# Records supplied
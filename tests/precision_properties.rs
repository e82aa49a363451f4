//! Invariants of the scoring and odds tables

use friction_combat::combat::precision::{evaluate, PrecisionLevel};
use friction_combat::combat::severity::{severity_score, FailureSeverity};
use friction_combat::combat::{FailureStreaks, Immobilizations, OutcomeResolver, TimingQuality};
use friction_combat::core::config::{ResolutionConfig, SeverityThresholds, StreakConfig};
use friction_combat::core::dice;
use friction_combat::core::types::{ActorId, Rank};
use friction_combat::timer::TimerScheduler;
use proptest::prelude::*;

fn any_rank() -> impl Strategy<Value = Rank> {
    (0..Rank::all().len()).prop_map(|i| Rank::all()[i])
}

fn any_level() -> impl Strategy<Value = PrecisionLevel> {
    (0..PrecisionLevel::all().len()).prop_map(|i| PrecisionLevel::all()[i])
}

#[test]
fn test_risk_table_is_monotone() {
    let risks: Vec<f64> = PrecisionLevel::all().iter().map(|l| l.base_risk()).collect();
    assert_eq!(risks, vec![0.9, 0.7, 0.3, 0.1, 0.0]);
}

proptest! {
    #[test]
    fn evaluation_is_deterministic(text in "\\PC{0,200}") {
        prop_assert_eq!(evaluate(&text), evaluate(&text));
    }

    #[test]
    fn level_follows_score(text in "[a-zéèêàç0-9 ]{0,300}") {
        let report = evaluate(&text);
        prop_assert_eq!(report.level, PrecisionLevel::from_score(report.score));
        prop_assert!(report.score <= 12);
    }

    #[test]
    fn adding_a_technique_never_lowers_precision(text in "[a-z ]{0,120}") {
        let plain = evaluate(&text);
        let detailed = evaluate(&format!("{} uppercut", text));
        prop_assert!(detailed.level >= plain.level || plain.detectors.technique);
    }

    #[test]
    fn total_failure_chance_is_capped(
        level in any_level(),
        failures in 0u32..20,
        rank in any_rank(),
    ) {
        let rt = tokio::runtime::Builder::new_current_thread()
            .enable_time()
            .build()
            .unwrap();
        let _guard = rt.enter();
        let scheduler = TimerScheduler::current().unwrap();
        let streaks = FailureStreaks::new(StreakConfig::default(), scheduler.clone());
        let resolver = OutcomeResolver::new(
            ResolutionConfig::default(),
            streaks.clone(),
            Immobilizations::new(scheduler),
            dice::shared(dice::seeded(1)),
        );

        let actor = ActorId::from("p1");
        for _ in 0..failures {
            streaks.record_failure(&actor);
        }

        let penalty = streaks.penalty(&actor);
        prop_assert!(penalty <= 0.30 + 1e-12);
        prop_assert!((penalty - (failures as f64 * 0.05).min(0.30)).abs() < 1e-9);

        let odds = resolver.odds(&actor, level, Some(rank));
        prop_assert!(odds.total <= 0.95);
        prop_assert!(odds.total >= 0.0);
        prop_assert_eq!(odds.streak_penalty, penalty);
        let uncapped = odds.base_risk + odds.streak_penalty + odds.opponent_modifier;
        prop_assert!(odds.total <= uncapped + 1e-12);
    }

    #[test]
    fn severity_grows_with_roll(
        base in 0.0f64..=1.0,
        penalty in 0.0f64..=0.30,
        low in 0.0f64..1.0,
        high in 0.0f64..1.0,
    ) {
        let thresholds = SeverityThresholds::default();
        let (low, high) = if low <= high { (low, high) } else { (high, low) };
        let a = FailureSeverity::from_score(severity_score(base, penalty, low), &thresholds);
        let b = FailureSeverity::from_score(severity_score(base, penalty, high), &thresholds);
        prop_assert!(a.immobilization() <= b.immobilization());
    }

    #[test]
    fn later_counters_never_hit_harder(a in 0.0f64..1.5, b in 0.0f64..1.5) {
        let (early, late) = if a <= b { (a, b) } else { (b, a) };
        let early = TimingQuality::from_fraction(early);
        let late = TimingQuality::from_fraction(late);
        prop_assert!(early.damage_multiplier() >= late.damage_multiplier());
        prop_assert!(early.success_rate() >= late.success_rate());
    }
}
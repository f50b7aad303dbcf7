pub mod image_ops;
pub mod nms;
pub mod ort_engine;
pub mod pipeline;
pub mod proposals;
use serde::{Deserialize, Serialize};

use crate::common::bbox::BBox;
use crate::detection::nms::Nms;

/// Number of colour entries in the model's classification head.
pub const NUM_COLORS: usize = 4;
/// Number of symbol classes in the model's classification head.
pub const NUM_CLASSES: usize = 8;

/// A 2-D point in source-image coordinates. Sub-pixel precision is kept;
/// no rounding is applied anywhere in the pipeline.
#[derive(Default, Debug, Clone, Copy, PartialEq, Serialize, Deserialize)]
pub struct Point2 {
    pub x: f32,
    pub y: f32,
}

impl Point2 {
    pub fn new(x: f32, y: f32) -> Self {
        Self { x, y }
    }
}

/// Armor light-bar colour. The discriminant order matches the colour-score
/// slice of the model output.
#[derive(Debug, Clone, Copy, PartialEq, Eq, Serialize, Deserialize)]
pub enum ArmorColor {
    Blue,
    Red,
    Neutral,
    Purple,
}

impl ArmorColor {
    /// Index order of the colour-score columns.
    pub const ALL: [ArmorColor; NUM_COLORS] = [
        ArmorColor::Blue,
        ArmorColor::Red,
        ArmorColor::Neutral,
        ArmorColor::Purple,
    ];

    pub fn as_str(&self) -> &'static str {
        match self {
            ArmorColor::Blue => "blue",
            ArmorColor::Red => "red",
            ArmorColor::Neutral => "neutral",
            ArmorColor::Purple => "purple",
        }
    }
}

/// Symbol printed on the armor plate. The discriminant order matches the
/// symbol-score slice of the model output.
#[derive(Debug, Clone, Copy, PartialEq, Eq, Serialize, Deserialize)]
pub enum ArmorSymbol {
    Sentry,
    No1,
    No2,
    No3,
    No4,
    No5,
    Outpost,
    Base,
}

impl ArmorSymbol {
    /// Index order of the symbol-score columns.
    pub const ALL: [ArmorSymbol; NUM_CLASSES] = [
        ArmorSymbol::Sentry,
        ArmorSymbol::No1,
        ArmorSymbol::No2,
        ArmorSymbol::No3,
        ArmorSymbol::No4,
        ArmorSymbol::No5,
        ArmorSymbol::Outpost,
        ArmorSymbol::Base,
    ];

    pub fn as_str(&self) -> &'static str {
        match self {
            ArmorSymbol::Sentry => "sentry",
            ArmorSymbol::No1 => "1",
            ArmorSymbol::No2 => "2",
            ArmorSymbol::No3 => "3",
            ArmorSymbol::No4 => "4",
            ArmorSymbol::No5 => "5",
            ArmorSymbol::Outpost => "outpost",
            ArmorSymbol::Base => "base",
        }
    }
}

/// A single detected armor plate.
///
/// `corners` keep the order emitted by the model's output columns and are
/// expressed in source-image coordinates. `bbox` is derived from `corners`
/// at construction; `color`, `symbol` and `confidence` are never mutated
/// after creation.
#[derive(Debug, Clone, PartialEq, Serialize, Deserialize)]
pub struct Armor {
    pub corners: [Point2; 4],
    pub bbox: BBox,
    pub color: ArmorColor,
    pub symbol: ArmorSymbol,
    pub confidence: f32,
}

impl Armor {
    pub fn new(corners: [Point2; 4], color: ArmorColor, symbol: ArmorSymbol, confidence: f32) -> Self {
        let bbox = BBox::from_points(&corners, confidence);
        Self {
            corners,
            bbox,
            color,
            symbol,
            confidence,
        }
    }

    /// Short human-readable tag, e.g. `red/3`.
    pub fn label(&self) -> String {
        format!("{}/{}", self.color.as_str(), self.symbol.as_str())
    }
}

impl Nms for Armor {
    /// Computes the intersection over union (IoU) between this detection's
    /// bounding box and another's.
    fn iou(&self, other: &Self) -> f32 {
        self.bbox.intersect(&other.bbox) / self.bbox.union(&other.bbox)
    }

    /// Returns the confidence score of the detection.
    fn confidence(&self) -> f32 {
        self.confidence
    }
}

# Action item
The expected output is the complete listing, word for word.

# Answer section
filename tests/precision_properties.rs
repository e82aa49a363451f4
//! Invariants of the scoring and odds tables

use friction_combat::combat::precision::{evaluate, PrecisionLevel};
use friction_combat::combat::severity::{severity_score, FailureSeverity};
use friction_combat::combat::{FailureStreaks, Immobilizations, OutcomeResolver, TimingQuality};
use friction_combat::core::config::{ResolutionConfig, SeverityThresholds, StreakConfig};
use friction_combat::core::dice;
use friction_combat::core::types::{ActorId, Rank};
use friction_combat::timer::TimerScheduler;
use proptest::prelude::*;

fn any_rank() -> impl Strategy<Value = Rank> {
    (0..Rank::all().len()).prop_map(|i| Rank::all()[i])
}

fn any_level() -> impl Strategy<Value = PrecisionLevel> {
    (0..PrecisionLevel::all().len()).prop_map(|i| PrecisionLevel::all()[i])
}

#[test]
fn test_risk_table_is_monotone() {
    let risks: Vec<f64> = PrecisionLevel::all().iter().map(|l| l.base_risk()).collect();
    assert_eq!(risks, vec![0.9, 0.7, 0.3, 0.1, 0.0]);
}

proptest! {
    #[test]
    fn evaluation_is_deterministic(text in "\\PC{0,200}") {
        prop_assert_eq!(evaluate(&text), evaluate(&text));
    }

    #[test]
    fn level_follows_score(text in "[a-zéèêàç0-9 ]{0,300}") {
        let report = evaluate(&text);
        prop_assert_eq!(report.level, PrecisionLevel::from_score(report.score));
        prop_assert!(report.score <= 12);
    }

    #[test]
    fn adding_a_technique_never_lowers_precision(text in "[a-z ]{0,120}") {
        let plain = evaluate(&text);
        let detailed = evaluate(&format!("{} uppercut", text));
        prop_assert!(detailed.level >= plain.level || plain.detectors.technique);
    }

    #[test]
    fn total_failure_chance_is_capped(
        level in any_level(),
        failures in 0u32..20,
        rank in any_rank(),
    ) {
        let rt = tokio::runtime::Builder::new_current_thread()
            .enable_time()
            .build()
            .unwrap();
        let _guard = rt.enter();
        let scheduler = TimerScheduler::current().unwrap();
        let streaks = FailureStreaks::new(StreakConfig::default(), scheduler.clone());
        let resolver = OutcomeResolver::new(
            ResolutionConfig::default(),
            streaks.clone(),
            Immobilizations::new(scheduler),
            dice::shared(dice::seeded(1)),
        );

        let actor = ActorId::from("p1");
        for _ in 0..failures {
            streaks.record_failure(&actor);
        }

        let penalty = streaks.penalty(&actor);
        prop_assert!(penalty <= 0.30 + 1e-12);
        prop_assert!((penalty - (failures as f64 * 0.05).min(0.30)).abs() < 1e-9);

        let odds = resolver.odds(&actor, level, Some(rank));
        prop_assert!(odds.total <= 0.95);
        prop_assert!(odds.total >= 0.0);
        prop_assert_eq!(odds.streak_penalty, penalty);
        let uncapped = odds.base_risk + odds.streak_penalty + odds.opponent_modifier;
        prop_assert!(odds.total <= uncapped + 1e-12);
    }

    #[test]
    fn severity_grows_with_roll(
        base in 0.0f64..=1.0,
        penalty in 0.0f64..=0.30,
        low in 0.0f64..1.0,
        high in 0.0f64..1.0,
    ) {
        let thresholds = SeverityThresholds::default();
        let (low, high) = if low <= high { (low, high) } else { (high, low) };
        let a = FailureSeverity::from_score(severity_score(base, penalty, low), &thresholds);
        let b = FailureSeverity::from_score(severity_score(base, penalty, high), &thresholds);
        prop_assert!(a.immobilization() <= b.immobilization());
    }

    #[test]
    fn later_counters_never_hit_harder(a in 0.0f64..1.5, b in 0.0f64..1.5) {
        let (early, late) = if a <= b { (a, b) } else { (b, a) };
        let early = TimingQuality::from_fraction(early);
        let late = TimingQuality::from_fraction(late);
        prop_assert!(early.damage_multiplier() >= late.damage_multiplier());
        prop_assert!(early.success_rate() >= late.success_rate());
    }
}
repository f50b7aad303dbcf7
pub mod image_ops;
pub mod nms;
pub mod ort_engine;
pub mod pipeline;
pub mod proposals;
use serde::{Deserialize, Serialize};

use crate::common::bbox::BBox;
use crate::detection::nms::Nms;

/// Number of colour entries in the model's classification head.
pub const NUM_COLORS: usize = 4;
/// Number of symbol classes in the model's classification head.
pub const NUM_CLASSES: usize = 8;

/// A 2-D point in source-image coordinates. Sub-pixel precision is kept;
/// no rounding is applied anywhere in the pipeline.
#[derive(Default, Debug, Clone, Copy, PartialEq, Serialize, Deserialize)]
pub struct Point2 {
    pub x: f32,
    pub y: f32,
}

impl Point2 {
    pub fn new(x: f32, y: f32) -> Self {
        Self { x, y }
    }
}

/// Armor light-bar colour. The discriminant order matches the colour-score
/// slice of the model output.
#[derive(Debug, Clone, Copy, PartialEq, Eq, Serialize, Deserialize)]
pub enum ArmorColor {
    Blue,
    Red,
    Neutral,
    Purple,
}

impl ArmorColor {
    /// Index order of the colour-score columns.
    pub const ALL: [ArmorColor; NUM_COLORS] = [
        ArmorColor::Blue,
        ArmorColor::Red,
        ArmorColor::Neutral,
        ArmorColor::Purple,
    ];

    pub fn as_str(&self) -> &'static str {
        match self {
            ArmorColor::Blue => "blue",
            ArmorColor::Red => "red",
            ArmorColor::Neutral => "neutral",
            ArmorColor::Purple => "purple",
        }
    }
}

/// Symbol printed on the armor plate. The discriminant order matches the
/// symbol-score slice of the model output.
#[derive(Debug, Clone, Copy, PartialEq, Eq, Serialize, Deserialize)]
pub enum ArmorSymbol {
    Sentry,
    No1,
    No2,
    No3,
    No4,
    No5,
    Outpost,
    Base,
}

impl ArmorSymbol {
    /// Index order of the symbol-score columns.
    pub const ALL: [ArmorSymbol; NUM_CLASSES] = [
        ArmorSymbol::Sentry,
        ArmorSymbol::No1,
        ArmorSymbol::No2,
        ArmorSymbol::No3,
        ArmorSymbol::No4,
        ArmorSymbol::No5,
        ArmorSymbol::Outpost,
        ArmorSymbol::Base,
    ];

    pub fn as_str(&self) -> &'static str {
        match self {
            ArmorSymbol::Sentry => "sentry",
            ArmorSymbol::No1 => "1",
            ArmorSymbol::No2 => "2",
            ArmorSymbol::No3 => "3",
            ArmorSymbol::No4 => "4",
            ArmorSymbol::No5 => "5",
            ArmorSymbol::Outpost => "outpost",
            ArmorSymbol::Base => "base",
        }
    }
}

/// A single detected armor plate.
///
/// `corners` keep the order emitted by the model's output columns and are
/// expressed in source-image coordinates. `bbox` is derived from `corners`
/// at construction; `color`, `symbol` and `confidence` are never mutated
/// after creation.
#[derive(Debug, Clone, PartialEq, Serialize, Deserialize)]
pub struct Armor {
    pub corners: [Point2; 4],
    pub bbox: BBox,
    pub color: ArmorColor,
    pub symbol: ArmorSymbol,
    pub confidence: f32,
}

impl Armor {
    pub fn new(corners: [Point2; 4], color: ArmorColor, symbol: ArmorSymbol, confidence: f32) -> Self {
        let bbox = BBox::from_points(&corners, confidence);
        Self {
            corners,
            bbox,
            color,
            symbol,
            confidence,
        }
    }

    /// Short human-readable tag, e.g. `red/3`.
    pub fn label(&self) -> String {
        format!("{}/{}", self.color.as_str(), self.symbol.as_str())
    }
}

impl Nms for Armor {
    /// Computes the intersection over union (IoU) between this detection's
    /// bounding box and another's.
    fn iou(&self, other: &Self) -> f32 {
        self.bbox.intersect(&other.bbox) / self.bbox.union(&other.bbox)
    }

    /// Returns the confidence score of the detection.
    fn confidence(&self) -> f32 {
        self.confidence
    }
}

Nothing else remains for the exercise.